Aim of the task
Identify every line in the records below that contains the word "FXCM", and reproduce each one.

Items listed in a dataset
== Segment start ==

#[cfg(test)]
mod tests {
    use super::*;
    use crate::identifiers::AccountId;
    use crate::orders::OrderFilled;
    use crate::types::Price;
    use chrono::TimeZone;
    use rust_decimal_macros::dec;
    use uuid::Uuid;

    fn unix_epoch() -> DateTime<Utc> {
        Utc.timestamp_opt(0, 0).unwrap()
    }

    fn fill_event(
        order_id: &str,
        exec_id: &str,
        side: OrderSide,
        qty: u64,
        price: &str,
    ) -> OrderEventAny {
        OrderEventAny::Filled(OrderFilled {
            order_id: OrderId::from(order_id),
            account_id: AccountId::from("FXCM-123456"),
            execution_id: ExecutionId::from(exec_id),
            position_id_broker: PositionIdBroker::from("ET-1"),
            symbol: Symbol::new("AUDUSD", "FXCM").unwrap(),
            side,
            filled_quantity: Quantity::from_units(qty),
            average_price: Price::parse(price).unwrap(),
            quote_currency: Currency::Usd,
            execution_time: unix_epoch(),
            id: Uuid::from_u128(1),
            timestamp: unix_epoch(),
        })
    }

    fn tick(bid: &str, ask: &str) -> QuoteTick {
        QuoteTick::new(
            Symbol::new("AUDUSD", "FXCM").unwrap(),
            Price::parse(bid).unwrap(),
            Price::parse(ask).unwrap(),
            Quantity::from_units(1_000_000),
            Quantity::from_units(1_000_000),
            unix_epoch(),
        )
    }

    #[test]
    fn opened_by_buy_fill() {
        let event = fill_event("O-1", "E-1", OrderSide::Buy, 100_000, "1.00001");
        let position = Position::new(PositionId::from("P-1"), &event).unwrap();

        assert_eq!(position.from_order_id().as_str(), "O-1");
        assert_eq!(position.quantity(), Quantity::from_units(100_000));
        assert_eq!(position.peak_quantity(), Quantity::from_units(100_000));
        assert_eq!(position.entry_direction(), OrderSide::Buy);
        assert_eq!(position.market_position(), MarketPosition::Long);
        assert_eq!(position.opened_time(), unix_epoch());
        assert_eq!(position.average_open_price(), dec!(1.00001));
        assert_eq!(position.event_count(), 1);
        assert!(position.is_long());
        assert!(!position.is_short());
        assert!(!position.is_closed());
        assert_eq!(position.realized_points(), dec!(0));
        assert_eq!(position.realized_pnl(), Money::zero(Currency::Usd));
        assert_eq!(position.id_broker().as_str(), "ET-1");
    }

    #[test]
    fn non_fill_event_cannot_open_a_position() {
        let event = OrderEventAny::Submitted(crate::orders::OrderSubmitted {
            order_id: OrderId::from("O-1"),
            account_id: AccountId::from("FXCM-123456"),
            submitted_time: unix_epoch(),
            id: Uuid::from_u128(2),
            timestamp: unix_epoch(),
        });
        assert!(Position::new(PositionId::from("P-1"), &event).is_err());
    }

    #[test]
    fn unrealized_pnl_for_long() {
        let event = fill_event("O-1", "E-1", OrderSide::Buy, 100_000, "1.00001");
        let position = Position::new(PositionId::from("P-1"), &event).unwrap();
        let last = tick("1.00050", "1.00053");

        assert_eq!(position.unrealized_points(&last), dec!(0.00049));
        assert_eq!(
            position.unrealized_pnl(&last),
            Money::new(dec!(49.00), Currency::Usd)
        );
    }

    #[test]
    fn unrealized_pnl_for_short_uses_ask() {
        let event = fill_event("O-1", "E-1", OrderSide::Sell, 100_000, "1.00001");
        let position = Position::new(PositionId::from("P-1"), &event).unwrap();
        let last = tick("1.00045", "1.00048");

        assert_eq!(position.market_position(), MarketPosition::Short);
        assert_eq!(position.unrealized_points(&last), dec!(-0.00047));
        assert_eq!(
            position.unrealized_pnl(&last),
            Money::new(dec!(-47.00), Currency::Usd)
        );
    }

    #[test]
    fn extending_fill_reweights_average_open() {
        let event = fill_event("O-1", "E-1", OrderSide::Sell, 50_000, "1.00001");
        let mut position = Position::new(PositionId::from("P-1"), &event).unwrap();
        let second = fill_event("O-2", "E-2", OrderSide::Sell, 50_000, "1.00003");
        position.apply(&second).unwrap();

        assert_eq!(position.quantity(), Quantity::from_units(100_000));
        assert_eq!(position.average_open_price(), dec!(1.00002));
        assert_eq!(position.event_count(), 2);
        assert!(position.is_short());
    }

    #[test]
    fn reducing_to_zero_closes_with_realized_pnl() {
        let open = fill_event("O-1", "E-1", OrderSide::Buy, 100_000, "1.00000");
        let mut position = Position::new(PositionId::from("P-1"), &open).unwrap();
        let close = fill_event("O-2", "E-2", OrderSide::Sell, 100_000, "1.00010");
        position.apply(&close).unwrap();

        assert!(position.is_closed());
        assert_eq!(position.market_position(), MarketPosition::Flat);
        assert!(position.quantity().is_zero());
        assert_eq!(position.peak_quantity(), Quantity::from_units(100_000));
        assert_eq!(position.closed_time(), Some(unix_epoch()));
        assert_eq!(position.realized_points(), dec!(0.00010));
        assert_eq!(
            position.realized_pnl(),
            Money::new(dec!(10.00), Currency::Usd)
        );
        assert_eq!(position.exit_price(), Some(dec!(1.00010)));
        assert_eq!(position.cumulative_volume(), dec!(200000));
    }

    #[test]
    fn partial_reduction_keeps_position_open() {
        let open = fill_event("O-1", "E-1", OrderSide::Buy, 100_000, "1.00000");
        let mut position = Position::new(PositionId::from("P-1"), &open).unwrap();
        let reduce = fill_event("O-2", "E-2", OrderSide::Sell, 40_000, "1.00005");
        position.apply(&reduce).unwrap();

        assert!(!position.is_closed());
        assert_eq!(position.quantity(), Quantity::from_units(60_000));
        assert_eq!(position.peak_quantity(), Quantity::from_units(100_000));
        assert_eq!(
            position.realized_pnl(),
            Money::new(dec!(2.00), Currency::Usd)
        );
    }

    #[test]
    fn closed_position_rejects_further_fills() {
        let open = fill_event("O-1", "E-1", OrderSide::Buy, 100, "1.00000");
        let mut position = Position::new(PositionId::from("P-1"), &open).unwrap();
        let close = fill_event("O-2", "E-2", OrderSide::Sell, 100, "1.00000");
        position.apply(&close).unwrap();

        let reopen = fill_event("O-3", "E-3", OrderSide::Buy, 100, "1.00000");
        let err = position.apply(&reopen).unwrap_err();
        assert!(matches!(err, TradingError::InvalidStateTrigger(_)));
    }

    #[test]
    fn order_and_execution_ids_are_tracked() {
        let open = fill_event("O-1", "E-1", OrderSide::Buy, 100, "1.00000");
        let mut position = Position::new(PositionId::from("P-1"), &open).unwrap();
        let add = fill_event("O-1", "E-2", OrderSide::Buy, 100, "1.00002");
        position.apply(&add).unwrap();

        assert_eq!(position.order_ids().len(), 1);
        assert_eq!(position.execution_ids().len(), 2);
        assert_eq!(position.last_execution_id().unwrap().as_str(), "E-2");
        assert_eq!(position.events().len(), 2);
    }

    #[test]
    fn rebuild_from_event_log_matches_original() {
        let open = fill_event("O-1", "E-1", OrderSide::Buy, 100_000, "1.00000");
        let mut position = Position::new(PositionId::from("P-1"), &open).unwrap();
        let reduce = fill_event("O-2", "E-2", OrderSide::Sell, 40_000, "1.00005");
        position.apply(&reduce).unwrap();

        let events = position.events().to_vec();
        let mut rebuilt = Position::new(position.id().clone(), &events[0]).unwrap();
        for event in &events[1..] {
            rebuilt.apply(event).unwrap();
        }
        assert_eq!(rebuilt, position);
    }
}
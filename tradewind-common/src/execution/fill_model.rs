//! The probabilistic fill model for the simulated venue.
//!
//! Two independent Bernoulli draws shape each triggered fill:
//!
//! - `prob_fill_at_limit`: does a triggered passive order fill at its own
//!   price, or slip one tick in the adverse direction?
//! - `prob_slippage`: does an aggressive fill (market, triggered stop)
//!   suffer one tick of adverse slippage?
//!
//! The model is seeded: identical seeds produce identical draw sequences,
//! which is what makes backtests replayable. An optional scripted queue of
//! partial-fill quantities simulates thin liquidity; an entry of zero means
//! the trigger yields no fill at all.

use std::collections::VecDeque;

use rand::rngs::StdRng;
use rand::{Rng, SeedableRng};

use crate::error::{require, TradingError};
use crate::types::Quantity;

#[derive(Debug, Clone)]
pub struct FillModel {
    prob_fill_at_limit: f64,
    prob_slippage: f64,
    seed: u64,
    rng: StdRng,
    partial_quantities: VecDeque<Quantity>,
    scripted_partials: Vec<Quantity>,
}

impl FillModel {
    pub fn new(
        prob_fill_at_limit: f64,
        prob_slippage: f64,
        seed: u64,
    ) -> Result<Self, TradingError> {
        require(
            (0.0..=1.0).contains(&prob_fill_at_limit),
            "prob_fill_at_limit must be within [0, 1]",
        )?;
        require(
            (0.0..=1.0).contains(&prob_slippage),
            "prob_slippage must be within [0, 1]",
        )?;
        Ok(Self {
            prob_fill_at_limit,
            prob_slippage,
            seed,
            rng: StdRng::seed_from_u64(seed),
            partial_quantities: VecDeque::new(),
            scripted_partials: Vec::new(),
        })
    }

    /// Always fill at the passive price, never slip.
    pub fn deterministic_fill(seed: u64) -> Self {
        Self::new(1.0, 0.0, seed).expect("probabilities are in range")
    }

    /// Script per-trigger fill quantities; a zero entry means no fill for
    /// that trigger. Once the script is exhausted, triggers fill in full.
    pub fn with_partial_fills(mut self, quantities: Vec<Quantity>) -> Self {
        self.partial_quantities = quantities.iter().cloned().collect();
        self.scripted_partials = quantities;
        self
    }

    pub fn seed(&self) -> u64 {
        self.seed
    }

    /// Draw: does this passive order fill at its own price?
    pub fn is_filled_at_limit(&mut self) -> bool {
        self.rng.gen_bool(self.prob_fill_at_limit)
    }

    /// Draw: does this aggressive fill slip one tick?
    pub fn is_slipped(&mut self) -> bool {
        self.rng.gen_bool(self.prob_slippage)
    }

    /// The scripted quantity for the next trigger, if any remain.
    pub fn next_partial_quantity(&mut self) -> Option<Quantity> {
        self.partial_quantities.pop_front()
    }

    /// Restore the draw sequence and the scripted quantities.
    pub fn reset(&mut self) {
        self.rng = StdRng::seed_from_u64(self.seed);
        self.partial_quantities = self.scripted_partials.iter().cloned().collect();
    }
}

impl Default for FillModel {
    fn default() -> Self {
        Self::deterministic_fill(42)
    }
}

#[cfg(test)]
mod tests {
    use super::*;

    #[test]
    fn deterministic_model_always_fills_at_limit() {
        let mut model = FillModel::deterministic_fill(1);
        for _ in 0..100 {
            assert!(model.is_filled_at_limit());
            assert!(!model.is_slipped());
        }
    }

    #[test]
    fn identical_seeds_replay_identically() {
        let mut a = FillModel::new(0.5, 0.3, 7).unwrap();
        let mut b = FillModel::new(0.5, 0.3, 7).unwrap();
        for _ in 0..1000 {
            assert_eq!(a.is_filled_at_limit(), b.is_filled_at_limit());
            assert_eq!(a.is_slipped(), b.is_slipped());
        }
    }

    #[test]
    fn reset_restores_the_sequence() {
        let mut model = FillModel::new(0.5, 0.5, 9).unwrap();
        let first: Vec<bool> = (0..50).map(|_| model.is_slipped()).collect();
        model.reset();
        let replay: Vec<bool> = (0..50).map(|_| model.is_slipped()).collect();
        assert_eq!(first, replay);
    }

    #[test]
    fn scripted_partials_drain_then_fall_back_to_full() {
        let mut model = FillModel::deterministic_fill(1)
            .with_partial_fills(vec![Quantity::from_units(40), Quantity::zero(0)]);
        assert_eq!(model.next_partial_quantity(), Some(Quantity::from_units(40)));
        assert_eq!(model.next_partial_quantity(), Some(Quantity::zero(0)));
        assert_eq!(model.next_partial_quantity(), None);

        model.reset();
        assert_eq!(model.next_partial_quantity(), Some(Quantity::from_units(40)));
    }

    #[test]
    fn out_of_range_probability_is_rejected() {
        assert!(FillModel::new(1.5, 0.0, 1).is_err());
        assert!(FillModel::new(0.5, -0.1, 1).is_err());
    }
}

== Segment end ==
== Segment start ==

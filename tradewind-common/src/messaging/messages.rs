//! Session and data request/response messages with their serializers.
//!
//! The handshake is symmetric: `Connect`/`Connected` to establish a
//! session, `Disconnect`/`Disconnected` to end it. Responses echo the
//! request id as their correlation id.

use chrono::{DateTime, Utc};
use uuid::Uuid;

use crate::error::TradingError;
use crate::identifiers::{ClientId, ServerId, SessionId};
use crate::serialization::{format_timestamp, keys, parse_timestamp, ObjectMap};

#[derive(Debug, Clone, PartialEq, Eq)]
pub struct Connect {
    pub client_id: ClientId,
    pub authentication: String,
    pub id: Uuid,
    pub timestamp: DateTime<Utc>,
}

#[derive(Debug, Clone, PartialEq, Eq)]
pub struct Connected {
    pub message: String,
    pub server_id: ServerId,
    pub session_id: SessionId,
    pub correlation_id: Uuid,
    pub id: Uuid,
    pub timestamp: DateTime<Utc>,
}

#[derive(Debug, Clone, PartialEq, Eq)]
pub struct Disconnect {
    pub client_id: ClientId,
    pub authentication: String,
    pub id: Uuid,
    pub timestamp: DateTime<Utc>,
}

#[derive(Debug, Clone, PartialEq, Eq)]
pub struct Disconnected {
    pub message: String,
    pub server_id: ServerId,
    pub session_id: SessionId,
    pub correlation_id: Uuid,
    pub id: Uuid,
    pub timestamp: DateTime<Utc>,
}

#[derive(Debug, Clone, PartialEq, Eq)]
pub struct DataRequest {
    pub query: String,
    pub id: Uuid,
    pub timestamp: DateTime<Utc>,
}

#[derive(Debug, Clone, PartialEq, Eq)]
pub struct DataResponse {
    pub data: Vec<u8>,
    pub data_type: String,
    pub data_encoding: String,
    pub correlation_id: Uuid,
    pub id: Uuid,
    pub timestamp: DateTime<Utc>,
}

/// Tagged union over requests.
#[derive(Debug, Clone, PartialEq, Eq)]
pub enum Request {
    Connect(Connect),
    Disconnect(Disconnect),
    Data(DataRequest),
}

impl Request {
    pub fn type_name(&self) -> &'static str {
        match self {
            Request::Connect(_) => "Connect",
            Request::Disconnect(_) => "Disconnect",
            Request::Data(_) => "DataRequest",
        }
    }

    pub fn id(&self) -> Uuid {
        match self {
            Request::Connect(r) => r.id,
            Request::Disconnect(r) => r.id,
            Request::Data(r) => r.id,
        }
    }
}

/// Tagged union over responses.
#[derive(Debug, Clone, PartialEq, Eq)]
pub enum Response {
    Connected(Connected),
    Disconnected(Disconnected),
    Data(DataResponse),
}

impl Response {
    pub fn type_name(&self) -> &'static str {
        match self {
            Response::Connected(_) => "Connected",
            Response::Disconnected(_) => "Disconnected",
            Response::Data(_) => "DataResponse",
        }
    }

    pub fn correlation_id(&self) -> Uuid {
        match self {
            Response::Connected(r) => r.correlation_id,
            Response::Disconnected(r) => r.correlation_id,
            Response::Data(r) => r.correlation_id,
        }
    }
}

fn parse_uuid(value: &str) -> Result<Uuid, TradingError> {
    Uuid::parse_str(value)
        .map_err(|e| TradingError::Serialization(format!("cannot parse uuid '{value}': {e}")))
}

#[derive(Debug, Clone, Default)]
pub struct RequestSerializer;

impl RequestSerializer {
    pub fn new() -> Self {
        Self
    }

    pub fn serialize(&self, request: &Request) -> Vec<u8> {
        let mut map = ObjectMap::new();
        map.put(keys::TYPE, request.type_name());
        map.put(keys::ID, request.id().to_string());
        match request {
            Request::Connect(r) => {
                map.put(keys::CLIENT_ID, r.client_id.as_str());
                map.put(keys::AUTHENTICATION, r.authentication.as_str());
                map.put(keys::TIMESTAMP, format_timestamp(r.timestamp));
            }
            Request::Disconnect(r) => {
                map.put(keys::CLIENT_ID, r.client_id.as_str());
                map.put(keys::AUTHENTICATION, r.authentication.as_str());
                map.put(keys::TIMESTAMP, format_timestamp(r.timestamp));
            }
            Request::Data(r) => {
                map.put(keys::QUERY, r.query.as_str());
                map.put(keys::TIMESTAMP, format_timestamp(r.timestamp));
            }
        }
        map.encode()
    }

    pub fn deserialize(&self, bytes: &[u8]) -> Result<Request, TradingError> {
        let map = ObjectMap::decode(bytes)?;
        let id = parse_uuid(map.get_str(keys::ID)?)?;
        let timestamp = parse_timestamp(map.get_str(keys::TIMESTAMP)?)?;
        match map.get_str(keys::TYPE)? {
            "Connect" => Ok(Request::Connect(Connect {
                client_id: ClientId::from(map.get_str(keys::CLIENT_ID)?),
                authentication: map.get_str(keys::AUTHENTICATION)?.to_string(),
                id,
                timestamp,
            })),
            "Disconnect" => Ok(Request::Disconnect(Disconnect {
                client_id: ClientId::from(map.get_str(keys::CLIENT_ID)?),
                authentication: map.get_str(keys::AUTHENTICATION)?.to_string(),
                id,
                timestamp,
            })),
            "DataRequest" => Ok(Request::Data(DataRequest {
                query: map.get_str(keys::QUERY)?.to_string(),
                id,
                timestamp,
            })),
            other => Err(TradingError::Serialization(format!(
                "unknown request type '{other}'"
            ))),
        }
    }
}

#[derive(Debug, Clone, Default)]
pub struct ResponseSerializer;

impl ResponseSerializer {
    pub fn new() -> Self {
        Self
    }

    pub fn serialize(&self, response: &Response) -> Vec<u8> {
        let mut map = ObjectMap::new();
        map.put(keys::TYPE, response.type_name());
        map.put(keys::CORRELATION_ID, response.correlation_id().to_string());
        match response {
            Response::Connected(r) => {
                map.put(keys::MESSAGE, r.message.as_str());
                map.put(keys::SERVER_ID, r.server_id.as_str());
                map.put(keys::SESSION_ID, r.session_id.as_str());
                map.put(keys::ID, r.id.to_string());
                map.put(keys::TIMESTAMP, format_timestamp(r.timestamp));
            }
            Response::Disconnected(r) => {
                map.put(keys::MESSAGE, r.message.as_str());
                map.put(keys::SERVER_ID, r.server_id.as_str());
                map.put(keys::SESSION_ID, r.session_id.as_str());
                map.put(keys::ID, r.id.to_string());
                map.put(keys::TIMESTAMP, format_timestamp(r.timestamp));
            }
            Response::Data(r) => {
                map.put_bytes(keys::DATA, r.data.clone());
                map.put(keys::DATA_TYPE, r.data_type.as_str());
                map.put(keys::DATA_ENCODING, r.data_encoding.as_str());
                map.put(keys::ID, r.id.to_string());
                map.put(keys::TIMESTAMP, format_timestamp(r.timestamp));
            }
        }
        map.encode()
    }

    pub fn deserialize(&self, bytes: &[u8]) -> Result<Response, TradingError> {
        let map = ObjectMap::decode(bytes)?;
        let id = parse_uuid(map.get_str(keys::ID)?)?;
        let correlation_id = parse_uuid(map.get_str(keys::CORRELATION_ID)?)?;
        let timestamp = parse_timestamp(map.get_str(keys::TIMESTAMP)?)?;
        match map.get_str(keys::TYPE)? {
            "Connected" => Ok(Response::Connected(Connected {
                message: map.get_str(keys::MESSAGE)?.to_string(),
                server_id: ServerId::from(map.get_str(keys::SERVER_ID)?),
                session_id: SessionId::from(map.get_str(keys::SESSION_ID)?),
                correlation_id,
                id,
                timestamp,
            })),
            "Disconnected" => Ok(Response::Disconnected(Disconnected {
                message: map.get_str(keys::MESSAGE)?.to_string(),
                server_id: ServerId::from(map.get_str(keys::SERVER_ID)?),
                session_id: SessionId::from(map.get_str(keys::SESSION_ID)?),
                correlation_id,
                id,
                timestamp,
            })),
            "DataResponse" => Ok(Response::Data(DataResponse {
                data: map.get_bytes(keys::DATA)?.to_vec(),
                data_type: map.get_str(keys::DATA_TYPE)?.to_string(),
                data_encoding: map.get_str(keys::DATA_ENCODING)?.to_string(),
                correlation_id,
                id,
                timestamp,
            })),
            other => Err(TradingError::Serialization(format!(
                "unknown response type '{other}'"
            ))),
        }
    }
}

== Segment end ==

Response to the exercise
            account_id: AccountId::from("FXCM-123456"),
            symbol: Symbol::new("AUDUSD", "FXCM").unwrap(),
            Symbol::new("AUDUSD", "FXCM").unwrap(),
            account_id: AccountId::from("FXCM-123456"),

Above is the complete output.